# Your goal
Your answer should consist of the lines in the following data that contain "given".

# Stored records
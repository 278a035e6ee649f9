//! Backtest engine: execution accounting, metrics, and the replay loop.

pub mod accounting;
pub mod metrics;
pub mod replay;

pub use accounting::{BacktestEngine, Execution};
pub use metrics::PerformanceMetrics;
pub use replay::{run_replay, ReplayConfig, ReplayError, RunResult};
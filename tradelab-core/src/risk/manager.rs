//! Risk manager: pre-trade gating, position sizing, and loss tracking.

use std::collections::HashMap;

use chrono::NaiveDate;
use thiserror::Error;

use crate::domain::Symbol;
use crate::risk::breaker::{BreakerReason, CircuitBreaker};
use crate::risk::config::RiskConfig;
use crate::risk::report::RiskReport;

/// Side of a tracked position, for stop/take-profit checks.
#[derive(Debug, Clone, Copy, PartialEq, Eq)]
pub enum PositionSide {
    Long,
    Short,
}

/// A position as the risk manager sees it. Stop and take-profit levels are
/// fixed at insertion time from the entry price.
#[derive(Debug, Clone, Copy, PartialEq)]
pub struct TrackedPosition {
    pub quantity: f64,
    pub entry_price: f64,
    pub side: PositionSide,
    pub stop_loss: f64,
    pub take_profit: f64,
}

/// A sized order: how much to buy and what it is worth at the quoted price.
#[derive(Debug, Clone, Copy, PartialEq)]
pub struct PositionSize {
    pub quantity: f64,
    pub notional: f64,
}

impl PositionSize {
    pub const ZERO: PositionSize = PositionSize {
        quantity: 0.0,
        notional: 0.0,
    };
}

/// Why an entry was denied.
#[derive(Debug, Clone, PartialEq, Error)]
pub enum TradeDenied {
    #[error("risk manager not initialized")]
    NotInitialized,
    #[error("circuit breaker tripped: {0}")]
    CircuitBreaker(BreakerReason),
    #[error("emergency stop engaged")]
    EmergencyStop,
    #[error("balance {balance:.2} at or below minimum {minimum:.2}")]
    BalanceAtMinimum { balance: f64, minimum: f64 },
    #[error("daily loss {loss_pct:.2}% reached limit {limit_pct:.2}%")]
    DailyLossLimit { loss_pct: f64, limit_pct: f64 },
}

/// Gating state machine between strategy signals and the engine.
///
/// Balances and dates come from the replay, never from the wall clock:
/// `update_balance` is fed the account's mark-to-market value and the
/// current bar's date, and day rollover happens when that date advances.
#[derive(Debug, Clone)]
pub struct RiskManager {
    config: RiskConfig,
    initialized: bool,
    balance: f64,
    /// Mark-to-market account value; the exposure cap is measured on this.
    equity: f64,
    daily_start_balance: f64,
    /// Fractional loss since the daily start, clamped at zero.
    daily_loss: f64,
    /// Realized PnL recorded since the daily anchor.
    daily_pnl: f64,
    day: Option<NaiveDate>,
    consecutive_losses: u32,
    positions: HashMap<Symbol, TrackedPosition>,
    breaker: CircuitBreaker,
    emergency_stop: bool,
}

impl RiskManager {
    pub fn new(config: RiskConfig) -> Self {
        let emergency_stop = config.emergency_stop;
        Self {
            config,
            initialized: false,
            balance: 0.0,
            equity: 0.0,
            daily_start_balance: 0.0,
            daily_loss: 0.0,
            daily_pnl: 0.0,
            day: None,
            consecutive_losses: 0,
            positions: HashMap::new(),
            breaker: CircuitBreaker::new(),
            emergency_stop,
        }
    }

    pub fn config(&self) -> &RiskConfig {
        &self.config
    }

    pub fn is_initialized(&self) -> bool {
        self.initialized
    }

    pub fn consecutive_losses(&self) -> u32 {
        self.consecutive_losses
    }

    pub fn breaker(&self) -> &CircuitBreaker {
        &self.breaker
    }

    pub fn set_emergency_stop(&mut self, engaged: bool) {
        self.emergency_stop = engaged;
    }

    /// Arm the manager with the starting balance. The daily anchor is pinned
    /// by the first `update_balance`, which also supplies the first date.
    pub fn initialize(&mut self, balance: f64) {
        self.initialized = true;
        self.balance = balance;
        self.equity = balance;
        self.daily_start_balance = balance;
        self.daily_loss = 0.0;
        self.daily_pnl = 0.0;
        self.day = None;
        self.consecutive_losses = 0;
        self.positions.clear();
        self.breaker.reset();
    }

    /// Gate an entry. Checks run in severity order; hitting the daily loss
    /// limit here trips the breaker, so later calls deny on the breaker arm.
    pub fn check_trade_allowed(&mut self) -> Result<(), TradeDenied> {
        if !self.initialized {
            return Err(TradeDenied::NotInitialized);
        }
        if let Some(reason) = self.breaker.reason() {
            return Err(TradeDenied::CircuitBreaker(reason));
        }
        if self.emergency_stop {
            return Err(TradeDenied::EmergencyStop);
        }
        if self.balance <= self.config.min_account_balance {
            return Err(TradeDenied::BalanceAtMinimum {
                balance: self.balance,
                minimum: self.config.min_account_balance,
            });
        }
        if self.daily_loss >= self.config.max_daily_loss {
            let loss_pct = self.daily_loss * 100.0;
            self.breaker
                .trip(BreakerReason::DailyLossLimit { loss_pct });
            return Err(TradeDenied::DailyLossLimit {
                loss_pct,
                limit_pct: self.config.max_daily_loss * 100.0,
            });
        }
        Ok(())
    }

    /// Size an entry at the quoted price.
    ///
    /// Notional is `balance * max_position_size * strength` (strength
    /// clamped to [0, 1]). Sizing short-circuits to zero when the manager is
    /// uninitialized, the breaker is tripped, the emergency stop is engaged,
    /// the balance sits at the minimum, the price is not positive, or open
    /// exposure already meets the equity cap.
    pub fn calculate_position_size(&self, price: f64, strength: f64) -> PositionSize {
        if !self.initialized
            || self.breaker.is_tripped()
            || self.emergency_stop
            || self.balance <= self.config.min_account_balance
            || !(price > 0.0)
        {
            return PositionSize::ZERO;
        }
        if self.current_exposure() >= self.config.max_total_exposure * self.equity {
            return PositionSize::ZERO;
        }
        let strength = strength.clamp(0.0, 1.0);
        let notional = self.balance * self.config.max_position_size * strength;
        if notional <= 0.0 {
            return PositionSize::ZERO;
        }
        PositionSize {
            quantity: notional / price,
            notional,
        }
    }

    /// Summed entry value of tracked positions.
    pub fn current_exposure(&self) -> f64 {
        self.positions
            .values()
            .map(|p| p.quantity * p.entry_price)
            .sum()
    }

    /// Exposure as a fraction of equity; zero on zero equity.
    pub fn exposure_fraction(&self) -> f64 {
        if self.equity > 0.0 {
            self.current_exposure() / self.equity
        } else {
            0.0
        }
    }

    /// Track an opened position, fixing its stop and take-profit levels
    /// from the entry price.
    pub fn add_position(&mut self, symbol: &str, quantity: f64, entry_price: f64, side: PositionSide) {
        self.positions.insert(
            symbol.to_string(),
            TrackedPosition {
                quantity,
                entry_price,
                side,
                stop_loss: self.calculate_stop_loss(entry_price, side),
                take_profit: self.calculate_take_profit(entry_price, side),
            },
        );
    }

    pub fn remove_position(&mut self, symbol: &str) -> Option<TrackedPosition> {
        self.positions.remove(symbol)
    }

    pub fn get_position(&self, symbol: &str) -> Option<&TrackedPosition> {
        self.positions.get(symbol)
    }

    pub fn open_positions(&self) -> usize {
        self.positions.len()
    }

    /// Record a realized trade result. Losses (pnl < 0) extend the streak;
    /// anything else resets it. Reaching the configured streak length trips
    /// the breaker.
    pub fn record_trade_result(&mut self, pnl: f64) {
        self.daily_pnl += pnl;
        if pnl < 0.0 {
            self.consecutive_losses += 1;
            if self.consecutive_losses >= self.config.max_consecutive_losses {
                self.breaker.trip(BreakerReason::ConsecutiveLosses {
                    count: self.consecutive_losses,
                });
            }
        } else {
            self.consecutive_losses = 0;
        }
    }

    /// Feed the current balance and equity, with the simulated date.
    ///
    /// The first call pins the daily anchor. When `as_of` moves past the
    /// pinned day the anchor resets to the current balance, the daily loss
    /// and pnl clear, and daily-loss breaker trips re-arm. The loss ratio
    /// is measured on the balance.
    pub fn update_balance(&mut self, balance: f64, equity: Option<f64>, as_of: NaiveDate) {
        if !self.initialized {
            return;
        }
        self.balance = balance;
        self.equity = equity.unwrap_or(balance);

        match self.day {
            None => {
                self.day = Some(as_of);
                self.daily_start_balance = balance;
            }
            Some(day) if as_of > day => {
                self.day = Some(as_of);
                self.daily_start_balance = balance;
                self.daily_loss = 0.0;
                self.daily_pnl = 0.0;
                self.breaker.reset_daily();
                return;
            }
            Some(_) => {}
        }

        self.daily_loss = if self.daily_start_balance > 0.0 {
            ((self.daily_start_balance - balance) / self.daily_start_balance).max(0.0)
        } else {
            0.0
        };
    }

    /// Daily loss since the anchor, in percent.
    pub fn daily_loss_pct(&self) -> f64 {
        self.daily_loss * 100.0
    }

    /// Realized PnL recorded since the daily anchor.
    pub fn daily_pnl(&self) -> f64 {
        self.daily_pnl
    }

    /// Stop level for an entry at the given price.
    pub fn calculate_stop_loss(&self, entry_price: f64, side: PositionSide) -> f64 {
        match side {
            PositionSide::Long => entry_price * (1.0 - self.config.stop_loss_pct),
            PositionSide::Short => entry_price * (1.0 + self.config.stop_loss_pct),
        }
    }

    /// Take-profit level for an entry at the given price.
    pub fn calculate_take_profit(&self, entry_price: f64, side: PositionSide) -> f64 {
        match side {
            PositionSide::Long => entry_price * (1.0 + self.config.take_profit_pct),
            PositionSide::Short => entry_price * (1.0 - self.config.take_profit_pct),
        }
    }

    /// True when price has moved against the entry to the stop level.
    pub fn check_stop_loss(&self, entry_price: f64, current_price: f64, side: PositionSide) -> bool {
        let stop = self.calculate_stop_loss(entry_price, side);
        match side {
            PositionSide::Long => current_price <= stop,
            PositionSide::Short => current_price >= stop,
        }
    }

    /// True when price has reached the take-profit level.
    pub fn check_take_profit(
        &self,
        entry_price: f64,
        current_price: f64,
        side: PositionSide,
    ) -> bool {
        let target = self.calculate_take_profit(entry_price, side);
        match side {
            PositionSide::Long => current_price >= target,
            PositionSide::Short => current_price <= target,
        }
    }

    /// Manual re-arm after operator review.
    pub fn reset_circuit_breaker(&mut self) {
        self.breaker.reset();
        self.consecutive_losses = 0;
    }

    pub fn report(&self) -> RiskReport {
        RiskReport {
            initialized: self.initialized,
            balance: self.balance,
            daily_start_balance: self.daily_start_balance,
            daily_loss_pct: self.daily_loss_pct(),
            daily_pnl: self.daily_pnl,
            consecutive_losses: self.consecutive_losses,
            open_positions: self.positions.len(),
            exposure_pct: self.exposure_fraction() * 100.0,
            circuit_breaker_tripped: self.breaker.is_tripped(),
            circuit_breaker_reason: self.breaker.reason().map(|r| r.to_string()),
            emergency_stop: self.emergency_stop,
        }
    }
}
//! TradeLab Runner — configuration, data, orchestration, and reporting
//! around the core replay engine.

pub mod config;
pub mod data;
pub mod export;
pub mod monitor;
pub mod report;
pub mod runner;

pub use config::{BacktestConfig, ConfigError, MonitorConfig, StrategyConfig};
pub use data::{load_bars_csv, synthetic_oscillating, synthetic_trending, DataError};
pub use monitor::{MonitorSummary, TradingMonitor};
pub use runner::{run_backtest, BacktestResult};
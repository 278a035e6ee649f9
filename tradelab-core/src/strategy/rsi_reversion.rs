//! RSI mean-reversion strategy.

use crate::domain::Bar;
use crate::indicators::rsi;
use crate::strategy::{Signal, SignalDecision, Strategy};

/// Buys oversold dips, exits at the midline.
///
/// Conviction rises as RSI falls deeper below the oversold threshold, with
/// full size at extreme readings. The exit fires once RSI recovers to 50;
/// extreme overbought readings are covered by the same rule.
#[derive(Debug, Clone)]
pub struct RsiReversion {
    period: usize,
    oversold: f64,
    overbought: f64,
    holding: bool,
    entry_rsi: Option<f64>,
}

impl RsiReversion {
    pub fn new(period: usize, oversold: f64, overbought: f64) -> Self {
        Self {
            period,
            oversold,
            overbought,
            holding: false,
            entry_rsi: None,
        }
    }

    fn strength_for(&self, value: f64) -> f64 {
        if value < 20.0 {
            1.0
        } else if value < 25.0 {
            0.75
        } else {
            0.5
        }
    }
}

impl Default for RsiReversion {
    fn default() -> Self {
        Self::new(14, 30.0, 70.0)
    }
}

impl Strategy for RsiReversion {
    fn name(&self) -> &str {
        "rsi_reversion"
    }

    fn min_history(&self) -> usize {
        (self.period * 3).max(100)
    }

    fn generate_signal(&mut self, history: &[Bar]) -> SignalDecision {
        let closes: Vec<f64> = history.iter().map(|b| b.close).collect();
        if closes.len() <= self.period {
            return SignalDecision::hold();
        }
        let series = rsi(&closes, self.period);
        let value = series[closes.len() - 1];
        if !value.is_finite() {
            return SignalDecision::hold();
        }

        if self.holding {
            if value >= 50.0 {
                self.holding = false;
                let entry = self.entry_rsi.take();
                let mut decision = SignalDecision::new(Signal::Close, 1.0)
                    .with_info("rsi", value)
                    .with_info("overbought", self.overbought);
                if let Some(entry) = entry {
                    decision = decision.with_info("entry_rsi", entry);
                }
                return decision;
            }
            return SignalDecision::hold();
        }

        if value < self.oversold {
            self.holding = true;
            self.entry_rsi = Some(value);
            return SignalDecision::new(Signal::Long, self.strength_for(value))
                .with_info("rsi", value)
                .with_info("oversold", self.oversold);
        }

        SignalDecision::hold()
    }
}
//! Snapshot of risk state for monitoring and artifacts.

use serde::{Deserialize, Serialize};

/// Point-in-time view of the risk manager, safe to serialize into run
/// artifacts or hand to a monitor.
#[derive(Debug, Clone, PartialEq, Serialize, Deserialize)]
pub struct RiskReport {
    pub initialized: bool,
    pub balance: f64,
    pub daily_start_balance: f64,
    pub daily_loss_pct: f64,
    pub daily_pnl: f64,
    pub consecutive_losses: u32,
    pub open_positions: usize,
    pub exposure_pct: f64,
    pub circuit_breaker_tripped: bool,
    #[serde(skip_serializing_if = "Option::is_none")]
    pub circuit_breaker_reason: Option<String>,
    pub emergency_stop: bool,
}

# Solution below
    /// Stop level for an entry at the given price.
    /// Take-profit level for an entry at the given price.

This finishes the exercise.